Stored items>
::::
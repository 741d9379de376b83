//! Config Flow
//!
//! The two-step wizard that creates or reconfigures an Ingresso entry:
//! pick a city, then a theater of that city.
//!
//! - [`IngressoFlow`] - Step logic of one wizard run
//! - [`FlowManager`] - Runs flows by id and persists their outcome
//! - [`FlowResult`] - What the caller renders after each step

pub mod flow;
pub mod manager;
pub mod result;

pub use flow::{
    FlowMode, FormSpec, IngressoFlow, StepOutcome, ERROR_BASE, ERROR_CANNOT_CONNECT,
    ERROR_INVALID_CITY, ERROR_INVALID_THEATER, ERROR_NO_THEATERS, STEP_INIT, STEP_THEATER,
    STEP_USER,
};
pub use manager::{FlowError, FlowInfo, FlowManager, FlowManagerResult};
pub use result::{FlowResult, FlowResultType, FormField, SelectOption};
::::
Directions for this task>
Copy the records above exactly.

Exercise response>
repository 741d9379de376b83
//! Config Flow
//!
//! The two-step wizard that creates or reconfigures an Ingresso entry:
//! pick a city, then a theater of that city.
//!
//! - [`IngressoFlow`] - Step logic of one wizard run
//! - [`FlowManager`] - Runs flows by id and persists their outcome
//! - [`FlowResult`] - What the caller renders after each step

pub mod flow;
pub mod manager;
pub mod result;

pub use flow::{
    FlowMode, FormSpec, IngressoFlow, StepOutcome, ERROR_BASE, ERROR_CANNOT_CONNECT,
    ERROR_INVALID_CITY, ERROR_INVALID_THEATER, ERROR_NO_THEATERS, STEP_INIT, STEP_THEATER,
    STEP_USER,
};
pub use manager::{FlowError, FlowInfo, FlowManager, FlowManagerResult};
pub use result::{FlowResult, FlowResultType, FormField, SelectOption};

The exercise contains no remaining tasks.